Обсуждение: Segmentation fault when max_parallel degree is very High

Поиск
Список
Период
Сортировка

Segmentation fault when max_parallel degree is very High

От
Dilip Kumar
Дата:
When parallel degree is set to very high say 70000, there is a segmentation fault in parallel code,
and that is because type casting is missing in the code..

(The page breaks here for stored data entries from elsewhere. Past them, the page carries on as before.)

//! XML-RPC transport adapter
//!
//! The controller speaks XML-RPC in both directions: the bridge calls methods on
//! the controller (`client`) and the controller calls back into the bridge
//! (`server`). Both sides share the value model and `codec`.

pub mod client;
pub mod codec;
pub mod server;

use async_trait::async_trait;
use base64::Engine;
use thiserror::Error;

pub use client::RpcClient;
pub use codec::MethodCall;

/// Fault code for a request body that is not a well-formed method call
pub const FAULT_PARSE_ERROR: i64 = -32700;
/// Fault code for a method the bridge does not serve
pub const FAULT_METHOD_NOT_FOUND: i64 = -32601;

/// An XML-RPC value
#[derive(Debug, Clone, PartialEq)]
pub enum Value {
    /// `i4`, `int` or `i8`
    Int(i64),
    Boolean(bool),
    Double(f64),
    /// `string` or an untyped `<value>`
    String(String),
    /// `dateTime.iso8601`, kept as transmitted
    DateTime(String),
    Base64(Vec<u8>),
    Array(Vec<Value>),
    /// Members in document order
    Struct(Vec<(String, Value)>),
    Nil,
}

impl Value {
    pub fn as_str(&self) -> Option<&str> {
        match self {
            Value::String(s) => Some(s),
            _ => None,
        }
    }

    pub fn as_i64(&self) -> Option<i64> {
        match self {
            Value::Int(i) => Some(*i),
            _ => None,
        }
    }

    pub fn as_array(&self) -> Option<&[Value]> {
        match self {
            Value::Array(items) => Some(items),
            _ => None,
        }
    }

    pub fn members(&self) -> Option<&[(String, Value)]> {
        match self {
            Value::Struct(members) => Some(members),
            _ => None,
        }
    }

    /// Look up a struct member by name
    pub fn get(&self, key: &str) -> Option<&Value> {
        self.members()?
            .iter()
            .find(|(name, _)| name == key)
            .map(|(_, value)| value)
    }

    /// Render the value as a bus payload
    ///
    /// Strings go out verbatim, scalars in their shortest textual form and
    /// containers as JSON. No type coercion happens beyond that.
    pub fn to_payload(&self) -> String {
        match self {
            Value::String(s) | Value::DateTime(s) => s.clone(),
            Value::Int(i) => i.to_string(),
            Value::Boolean(b) => b.to_string(),
            Value::Double(d) => d.to_string(),
            Value::Nil => "null".to_string(),
            Value::Base64(_) | Value::Array(_) | Value::Struct(_) => self.to_json().to_string(),
        }
    }

    pub fn to_json(&self) -> serde_json::Value {
        use serde_json::Value as Json;

        match self {
            Value::Int(i) => Json::from(*i),
            Value::Boolean(b) => Json::Bool(*b),
            Value::Double(d) => serde_json::Number::from_f64(*d)
                .map(Json::Number)
                .unwrap_or(Json::Null),
            Value::String(s) | Value::DateTime(s) => Json::String(s.clone()),
            Value::Base64(bytes) => {
                Json::String(base64::engine::general_purpose::STANDARD.encode(bytes))
            },
            Value::Array(items) => Json::Array(items.iter().map(Value::to_json).collect()),
            Value::Struct(members) => Json::Object(
                members
                    .iter()
                    .map(|(name, value)| (name.clone(), value.to_json()))
                    .collect(),
            ),
            Value::Nil => Json::Null,
        }
    }
}

impl From<&str> for Value {
    fn from(s: &str) -> Self {
        Value::String(s.to_string())
    }
}

impl From<String> for Value {
    fn from(s: String) -> Self {
        Value::String(s)
    }
}

impl From<i64> for Value {
    fn from(i: i64) -> Self {
        Value::Int(i)
    }
}

impl From<i32> for Value {
    fn from(i: i32) -> Self {
        Value::Int(i64::from(i))
    }
}

impl From<bool> for Value {
    fn from(b: bool) -> Self {
        Value::Boolean(b)
    }
}

impl From<f64> for Value {
    fn from(d: f64) -> Self {
        Value::Double(d)
    }
}

impl From<Vec<Value>> for Value {
    fn from(items: Vec<Value>) -> Self {
        Value::Array(items)
    }
}

/// Fault reply (`faultCode` / `faultString`)
#[derive(Debug, Clone, PartialEq, Eq, Error)]
#[error("fault {code}: {message}")]
pub struct Fault {
    pub code: i64,
    pub message: String,
}

impl Fault {
    pub fn new(code: i64, message: impl Into<String>) -> Self {
        Self {
            code,
            message: message.into(),
        }
    }

    pub fn parse_error(detail: impl std::fmt::Display) -> Self {
        Self::new(FAULT_PARSE_ERROR, format!("parse error: {}", detail))
    }

    pub fn method_not_found(method: &str) -> Self {
        Self::new(
            FAULT_METHOD_NOT_FOUND,
            format!("requested method not found: {}", method),
        )
    }
}

/// Failure of an outgoing call
#[derive(Debug, Clone, PartialEq, Error)]
pub enum RpcError {
    /// Connection refused, reset, DNS failure and the like
    #[error("transport error: {0}")]
    Transport(String),

    /// Controller answered with a non-success HTTP status
    #[error("HTTP status {0}")]
    HttpStatus(u16),

    /// Malformed XML in request or response
    #[error("codec error: {0}")]
    Codec(String),

    /// Controller answered with a fault
    #[error(transparent)]
    Fault(#[from] Fault),
}

impl RpcError {
    pub fn fault(code: i64, message: impl Into<String>) -> Self {
        RpcError::Fault(Fault::new(code, message))
    }

    pub fn codec(msg: impl Into<String>) -> Self {
        RpcError::Codec(msg.into())
    }

    pub fn fault_code(&self) -> Option<i64> {
        match self {
            RpcError::Fault(fault) => Some(fault.code),
            _ => None,
        }
    }
}

/// Outgoing side of the RPC transport
///
/// Every call is an independent request/response pair. Implementations must not
/// retry and must not impose their own timeouts.
#[async_trait]
pub trait RpcCaller: Send + Sync {
    async fn call(&self, method: &str, params: Vec<Value>) -> Result<Value, RpcError>;
}

#[cfg(test)]
mod tests {
    use super::*;

    #[test]
    fn test_scalar_payloads_are_verbatim() {
        assert_eq!(Value::Boolean(true).to_payload(), "true");
        assert_eq!(Value::Int(-3).to_payload(), "-3");
        assert_eq!(Value::Double(0.5).to_payload(), "0.5");
        assert_eq!(Value::Double(21.0).to_payload(), "21");
        assert_eq!(Value::from("0.50").to_payload(), "0.50");
        assert_eq!(Value::from("").to_payload(), "");
    }

    #[test]
    fn test_container_payloads_are_json() {
        let value = Value::Struct(vec![
            ("LEVEL".to_string(), Value::Double(0.25)),
            ("WORKING".to_string(), Value::Boolean(false)),
        ]);
        assert_eq!(value.to_payload(), r#"{"LEVEL":0.25,"WORKING":false}"#);

        let list = Value::Array(vec![Value::Int(1), Value::Nil]);
        assert_eq!(list.to_payload(), "[1,null]");
    }

    #[test]
    fn test_struct_lookup() {
        let value = Value::Struct(vec![
            ("ADDRESS".to_string(), Value::from("ABC1234:1")),
            ("OPERATIONS".to_string(), Value::Int(5)),
        ]);
        assert_eq!(value.get("ADDRESS").and_then(Value::as_str), Some("ABC1234:1"));
        assert_eq!(value.get("OPERATIONS").and_then(Value::as_i64), Some(5));
        assert!(value.get("TYPE").is_none());
        assert!(Value::Int(1).get("ADDRESS").is_none());
    }

    #[test]
    fn test_rpc_error_display() {
        let err = RpcError::fault(-5, "Unknown paramset");
        assert_eq!(err.to_string(), "fault -5: Unknown paramset");
        assert_eq!(err.fault_code(), Some(-5));
        assert_eq!(RpcError::HttpStatus(500).fault_code(), None);
    }
}
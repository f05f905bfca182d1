//! Controller event → bus status message

use std::sync::Arc;

use tracing::{debug, trace};

use crate::address::{DatapointRef, DeviceAddress};
use crate::context::BridgeContext;
use crate::error::Result;
use crate::filter::FilterSet;
use crate::mqtt::BusPublisher;
use crate::xmlrpc::Value;

pub struct EventTranslator {
    ctx: Arc<BridgeContext>,
    filter: FilterSet,
    bus: Arc<dyn BusPublisher>,
}

impl EventTranslator {
    pub fn new(ctx: Arc<BridgeContext>, filter: FilterSet, bus: Arc<dyn BusPublisher>) -> Self {
        Self { ctx, filter, bus }
    }

    /// Publish the event as a retained status message if the filter admits it
    ///
    /// Returns whether a message was published.
    pub async fn translate(&self, address: &str, datapoint: &str, value: &Value) -> Result<bool> {
        if !self.filter.should_forward(datapoint) {
            trace!("event {}.{} filtered", address, datapoint);
            return Ok(false);
        }

        let dp = DatapointRef::new(DeviceAddress::parse(address), datapoint);
        let topic = self.ctx.status_topic(&dp);
        let payload = value.to_payload();
        debug!("mqtt > {} {}", topic, payload);

        self.bus.publish(&topic, payload, true).await?;
        Ok(true)
    }
}

#[cfg(test)]
#[allow(clippy::disallowed_methods)] // Test code - unwrap is acceptable
mod tests {
    use super::*;
    use crate::test_utils::MockBus;

    fn translator(filter: FilterSet, bus: Arc<MockBus>) -> EventTranslator {
        let ctx = Arc::new(BridgeContext::with_session_id("hmip", "http://h:3126", "s"));
        EventTranslator::new(ctx, filter, bus)
    }

    #[tokio::test]
    async fn test_event_published_retained() {
        let bus = Arc::new(MockBus::new());
        let events = translator(FilterSet::default(), bus.clone());

        let published = events
            .translate("ABC1234:1", "PRESS_SHORT", &Value::Boolean(true))
            .await
            .unwrap();

        assert!(published);
        assert_eq!(
            bus.published(),
            vec![(
                "hmip/status/ABC1234/1/PRESS_SHORT".to_string(),
                "true".to_string(),
                true
            )]
        );
    }

    #[tokio::test]
    async fn test_filtered_event_not_published() {
        let bus = Arc::new(MockBus::new());
        let filter = FilterSet::from_lists(None, Some("^RSSI_")).unwrap();
        let events = translator(filter, bus.clone());

        let published = events
            .translate("ABC1234:0", "RSSI_DEVICE", &Value::Int(-65))
            .await
            .unwrap();

        assert!(!published);
        assert!(bus.published().is_empty());
    }

    #[tokio::test]
    async fn test_string_value_forwarded_verbatim() {
        let bus = Arc::new(MockBus::new());
        let events = translator(FilterSet::default(), bus.clone());

        events
            .translate("ABC1234", "FIRMWARE", &Value::from("1.4.8"))
            .await
            .unwrap();

        assert_eq!(bus.published()[0].0, "hmip/status/ABC1234//FIRMWARE");
        assert_eq!(bus.published()[0].1, "1.4.8");
    }

    #[tokio::test]
    async fn test_publish_failure_is_returned() {
        let bus = Arc::new(MockBus::failing());
        let events = translator(FilterSet::default(), bus);

        assert!(events
            .translate("ABC1234:1", "LEVEL", &Value::Double(0.5))
            .await
            .is_err());
    }
}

Take a look at below test code:

create table abd(n int) with (parallel_degree=70000);
insert into abd values (generate_series(1,1000000)); analyze abd; vacuum abd;
set max_parallel_degree=70000;
explain analyze verbose select * from abd where n<=1;

server closed the connection unexpectedly
This probably means the server terminated abnormally
before or while processing the request.
The connection to the server was lost. Attempting reset: LOG:  server process (PID 41906) was terminated by signal 11: Segmentation fault
DETAIL:  Failed process was running: explain analyze verbose select * from abd where n<=1;


This is crashing because in ExecParallelSetupTupleQueues function, 

for (i = 0; i < pcxt->nworkers; ++i)

{

... 

(Here i is Int but arg to shm_mq_create is Size so when worker is beyond 32767 then 32767*65536 will overflow

the integer boundary, and it will access the illegal memory and will crash or corrupt some memory. Need to typecast

i * PARALLEL_TUPLE_QUEUE_SIZE  --> (Size)i * PARALLEL_TUPLE_QUEUE_SIZE and this will fix

 mq = shm_mq_create(tqueuespace + i * PARALLEL_TUPLE_QUEUE_SIZE, (Size)PARALLEL_TUPLE_QUEUE_SIZE);

...
}

Below attached patch will fix this issue, Apart from here I have done typecasting at other places also wherever its needed.
typecasting at other places will fix other issue (ERROR:  requested shared memory size overflows size_t) also 
described in below mail thread

http://www.postgresql.org/message-id/570BACFC.6020305@enterprisedb.com


--
Regards,
Dilip Kumar
EnterpriseDB: http://www.enterprisedb.com
Вложения

Re: Segmentation fault when max_parallel degree is very High

От
Tom Lane
Дата:
Dilip Kumar <dilipbalaut@gmail.com> writes:
> When parallel degree is set to very high say 70000, there is a segmentation
> fault in parallel code,
> and that is because type casting is missing in the code..

I'd say the cause is not having a sane range limit on the GUC.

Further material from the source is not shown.